Personal information
- Full name: Geraldo Washington Regufe Alves
- Date of birth: 8 November 1980 (age 45)
- Place of birth: Minas Gerais, Brazil
- Height: 1.83 m (6 ft 0 in)
- Position: Centre-back

Team information
- Current team: Rapid București (assistant)

Youth career
- 1991–1999: Varzim

Senior career*
- Years: Team / Apps / (Gls)
- 1999–2001: Benfica B / 60 / (1)
- 2000–2004: Benfica / 5 / (0)
- 2002: → Beira-Mar (loan) / 9 / (1)
- 2002–2003: → Gil Vicente (loan) / 16 / (0)
- 2003–2004: → Paços Ferreira (loan) / 17 / (1)
- 2004–2007: Paços Ferreira / 73 / (8)
- 2007–2010: AEK Athens / 51 / (0)
- 2010–2012: Steaua București / 54 / (3)
- 2012–2015: Petrolul Ploiești / 65 / (4)
- 2015–2017: Astra Giurgiu / 42 / (1)
- Total:  / 392 / (19)

Managerial career
- 2026–: Rapid București (assistant)

= Geraldo Alves (footballer, born 1980) =

Portuguese retired footballer (born 1980)

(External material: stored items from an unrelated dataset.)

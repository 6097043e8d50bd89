//! Scheduler adapter over any [`Executor`].
//!
//! The adapter creates no threads of its own. Direct submissions go straight
//! to the facility; worker submissions go through a per-worker
//! [`SerialLane`] whose drain runs as one facility job, which is what gives a
//! worker its FIFO, non-overlapping order on a multi-threaded facility.

use std::fmt;
use std::sync::{Arc, Weak};
use std::time::Duration;

use tracing::{debug, info, warn};

use super::disposable::{Disposable, TaskHandle};
use super::error::RejectedExecution;
use super::executor::{Executor, Job, RepeatingJob};
use super::lane::SerialLane;
use super::scheduler::{Capabilities, Scheduler, Worker};
use super::task::{Runnable, TaskCell, TaskTracker};

/// Whether disposing the scheduler also shuts the facility down.
#[derive(Debug, Clone, Copy, PartialEq, Eq)]
pub enum Ownership {
    /// The scheduler owns the facility and shuts it down on dispose.
    Owned,
    /// The facility belongs to the caller and is left running.
    Wrapped,
}

struct Core {
    executor: Arc<dyn Executor>,
    capabilities: Capabilities,
    ownership: Ownership,
    tasks: Arc<TaskTracker>,
}

impl Core {
    fn accept(cell: Arc<TaskCell>, submitted: Result<(), RejectedExecution>) -> TaskHandle {
        match submitted {
            Ok(()) => TaskHandle::from_cell(cell),
            Err(reason) => {
                cell.dispose();
                warn!(task_id = cell.id(), %reason, "Executor refused task");
                TaskHandle::refused(reason)
            }
        }
    }
}

/// [`Scheduler`] backed by an [`Executor`].
///
/// Capabilities are read from the executor once, at construction.
pub struct ExecutorScheduler {
    core: Arc<Core>,
}

impl ExecutorScheduler {
    /// Adapt `executor` with the given ownership.
    pub fn new(executor: Arc<dyn Executor>, ownership: Ownership) -> Self {
        let capabilities = executor.capabilities();
        debug!(?capabilities, ?ownership, "Executor scheduler created");
        Self {
            core: Arc::new(Core {
                executor,
                capabilities,
                ownership,
                tasks: TaskTracker::new(),
            }),
        }
    }

    /// Take ownership of `executor`; disposing the scheduler shuts it down.
    pub fn adopt(executor: impl Executor + 'static) -> Self {
        Self::new(Arc::new(executor), Ownership::Owned)
    }

    /// Share a caller-managed `executor`; disposing leaves it running.
    pub fn wrap(executor: Arc<dyn Executor>) -> Self {
        Self::new(executor, Ownership::Wrapped)
    }

    /// Ownership mode chosen at construction.
    #[must_use]
    pub fn ownership(&self) -> Ownership {
        self.core.ownership
    }

    /// The underlying facility.
    #[must_use]
    pub fn executor(&self) -> &Arc<dyn Executor> {
        &self.core.executor
    }
}

impl Scheduler for ExecutorScheduler {
    fn capabilities(&self) -> Capabilities {
        self.core.capabilities
    }

    fn create_worker(&self) -> Box<dyn Worker> {
        let tasks = self.core.tasks.child();
        debug!(disposed = tasks.is_disposed(), "Worker created");
        Box::new(ExecutorWorker {
            shared: Arc::new(WorkerShared {
                core: Arc::clone(&self.core),
                tasks,
                lane: SerialLane::new(),
            }),
        })
    }

    fn schedule(&self, task: Runnable) -> TaskHandle {
        let Some(cell) = self.core.tasks.register(task, false) else {
            return TaskHandle::DISPOSED;
        };
        let job = run_once(&cell);
        Core::accept(cell, self.core.executor.execute(job))
    }

    fn schedule_delayed(&self, task: Runnable, delay: Duration) -> TaskHandle {
        if !self.core.capabilities.supports_delay() {
            return TaskHandle::NOT_TIMED;
        }
        let Some(cell) = self.core.tasks.register(task, false) else {
            return TaskHandle::DISPOSED;
        };
        let job = run_once(&cell);
        Core::accept(cell, self.core.executor.execute_after(job, delay))
    }

    fn schedule_periodically(
        &self,
        task: Runnable,
        initial_delay: Duration,
        period: Duration,
    ) -> TaskHandle {
        if !self.core.capabilities.supports_periodic() {
            return TaskHandle::NOT_TIMED;
        }
        if period.is_zero() {
            return TaskHandle::refused(RejectedExecution::InvalidPeriod);
        }
        let Some(cell) = self.core.tasks.register(task, true) else {
            return TaskHandle::DISPOSED;
        };

        let target = JobTarget::new(&cell);
        let job: RepeatingJob = Box::new(move || {
            target.get().is_some_and(|cell| {
                cell.run();
                !cell.is_disposed()
            })
        });
        Core::accept(
            cell,
            self.core
                .executor
                .execute_at_fixed_rate(job, initial_delay, period),
        )
    }
}

impl Disposable for ExecutorScheduler {
    fn dispose(&self) {
        if !self.core.tasks.dispose() {
            return;
        }
        if self.core.ownership == Ownership::Owned {
            self.core.executor.shutdown();
        }
        info!(ownership = ?self.core.ownership, "Executor scheduler disposed");
    }

    fn is_disposed(&self) -> bool {
        self.core.tasks.is_disposed()
    }
}

impl Drop for ExecutorScheduler {
    fn drop(&mut self) {
        self.dispose();
    }
}

impl fmt::Debug for ExecutorScheduler {
    fn fmt(&self, f: &mut fmt::Formatter<'_>) -> fmt::Result {
        f.debug_struct("ExecutorScheduler")
            .field("capabilities", &self.core.capabilities)
            .field("ownership", &self.core.ownership)
            .field("disposed", &self.is_disposed())
            .finish_non_exhaustive()
    }
}

/// The cell a facility job acts on.
///
/// Jobs hold cells weakly so a disposed task is freed even while its job is
/// still queued. A job the facility drops without running it (refused at fire
/// time, discarded on shutdown, or cancelled with its runtime) disposes the
/// cell, so the handle never keeps reporting `Pending` for work that is gone.
struct JobTarget {
    cell: Weak<TaskCell>,
    settled: bool,
}

impl JobTarget {
    fn new(cell: &Arc<TaskCell>) -> Self {
        Self {
            cell: Arc::downgrade(cell),
            settled: false,
        }
    }

    fn get(&self) -> Option<Arc<TaskCell>> {
        self.cell.upgrade()
    }

    /// Hand the cell over for good; dropping the job no longer disposes it.
    fn take(&mut self) -> Option<Arc<TaskCell>> {
        self.settled = true;
        self.cell.upgrade()
    }
}

impl Drop for JobTarget {
    fn drop(&mut self) {
        if self.settled {
            return;
        }
        if let Some(cell) = self.cell.upgrade() {
            if !cell.is_disposed() {
                debug!(task_id = cell.id(), "Facility dropped job; task disposed");
            }
            cell.dispose();
        }
    }
}

/// A facility job that runs `cell` once, unless it was released meanwhile.
fn run_once(cell: &Arc<TaskCell>) -> Job {
    let mut target = JobTarget::new(cell);
    Box::new(move || {
        if let Some(cell) = target.take() {
            cell.run();
        }
    })
}

/// The job that drains a worker lane.
///
/// Nothing else would drain the lane, so a drain the facility drops unrun
/// disposes the worker.
struct LaneDrain {
    worker: Arc<WorkerShared>,
    ran: bool,
}

impl LaneDrain {
    fn run(mut self) {
        self.ran = true;
        self.worker.lane.drain();
    }
}

impl Drop for LaneDrain {
    fn drop(&mut self) {
        if !self.ran && self.worker.tasks.dispose() {
            debug!("Worker drain dropped unrun; worker disposed");
        }
    }
}

struct WorkerShared {
    core: Arc<Core>,
    tasks: Arc<TaskTracker>,
    lane: SerialLane,
}

impl WorkerShared {
    /// Queue `cell` on the lane, starting a drain job if the lane was idle.
    ///
    /// A lane whose drain cannot be submitted would never run again, so the
    /// worker is disposed when that happens.
    fn enqueue(self: &Arc<Self>, cell: Arc<TaskCell>) -> Result<(), RejectedExecution> {
        if !self.lane.push(cell) {
            return Ok(());
        }
        let drain = LaneDrain {
            worker: Arc::clone(self),
            ran: false,
        };
        let drain: Job = Box::new(move || drain.run());
        self.core.executor.execute(drain).inspect_err(|reason| {
            self.tasks.dispose();
            warn!(%reason, "Executor refused worker drain; worker disposed");
        })
    }
}

struct ExecutorWorker {
    shared: Arc<WorkerShared>,
}

impl Worker for ExecutorWorker {
    fn schedule(&self, task: Runnable) -> TaskHandle {
        let Some(cell) = self.shared.tasks.register(task, false) else {
            return TaskHandle::DISPOSED;
        };
        let queued = self.shared.enqueue(Arc::clone(&cell));
        Core::accept(cell, queued)
    }

    fn schedule_delayed(&self, task: Runnable, delay: Duration) -> TaskHandle {
        if !self.shared.core.capabilities.supports_delay() {
            return TaskHandle::NOT_TIMED;
        }
        let Some(cell) = self.shared.tasks.register(task, false) else {
            return TaskHandle::DISPOSED;
        };

        let mut target = JobTarget::new(&cell);
        let worker = Arc::downgrade(&self.shared);
        let job: Job = Box::new(move || {
            let Some(worker) = worker.upgrade() else {
                return;
            };
            let Some(cell) = target.take() else {
                return;
            };
            if !cell.is_pending() {
                return;
            }
            // A refused drain has already disposed the worker and this task.
            if let Err(reason) = worker.enqueue(cell) {
                debug!(%reason, "Delayed task not queued on worker");
            }
        });
        Core::accept(cell, self.shared.core.executor.execute_after(job, delay))
    }

    fn schedule_periodically(
        &self,
        task: Runnable,
        initial_delay: Duration,
        period: Duration,
    ) -> TaskHandle {
        if !self.shared.core.capabilities.supports_periodic() {
            return TaskHandle::NOT_TIMED;
        }
        if period.is_zero() {
            return TaskHandle::refused(RejectedExecution::InvalidPeriod);
        }
        let Some(cell) = self.shared.tasks.register(task, true) else {
            return TaskHandle::DISPOSED;
        };

        let target = JobTarget::new(&cell);
        let worker: Weak<WorkerShared> = Arc::downgrade(&self.shared);
        let job: RepeatingJob = Box::new(move || {
            let (Some(cell), Some(worker)) = (target.get(), worker.upgrade()) else {
                return false;
            };
            if cell.is_disposed() {
                return false;
            }
            // A tick still running or still queued on the lane skips this slot.
            if !cell.is_pending() || !cell.mark_queued() {
                return true;
            }
            worker.enqueue(cell).is_ok()
        });
        Core::accept(
            cell,
            self.shared
                .core
                .executor
                .execute_at_fixed_rate(job, initial_delay, period),
        )
    }
}

impl Disposable for ExecutorWorker {
    fn dispose(&self) {
        if self.shared.tasks.dispose() {
            debug!("Worker disposed");
        }
    }

    fn is_disposed(&self) -> bool {
        self.shared.tasks.is_disposed()
    }
}

impl Drop for ExecutorWorker {
    fn drop(&mut self) {
        self.dispose();
    }
}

Geraldo Washington Regufe Alves (/pt/; born 8 November 1980) is a Portuguese former professional footballer who played as a central defender. He is currently assistant coach at Liga I club Rapid București.

Born in Brazil, he spent his 18-year senior career in Portugal, Greece and Romania. He notably won the 2015–16 Liga I with Astra Giurgiu.

==Club career==
===Portugal===
Born in Minas Gerais in Brazil to a Portuguese mother, Alves moved to Póvoa de Varzim when he was six months old. He finished his football development at Varzim, signing with Primeira Liga giants Benfica in 1999 and going on to appear in six competitive games over the course of two seasons while being mainly registered with the reserves in the third division, where he was also deployed as a defensive midfielder.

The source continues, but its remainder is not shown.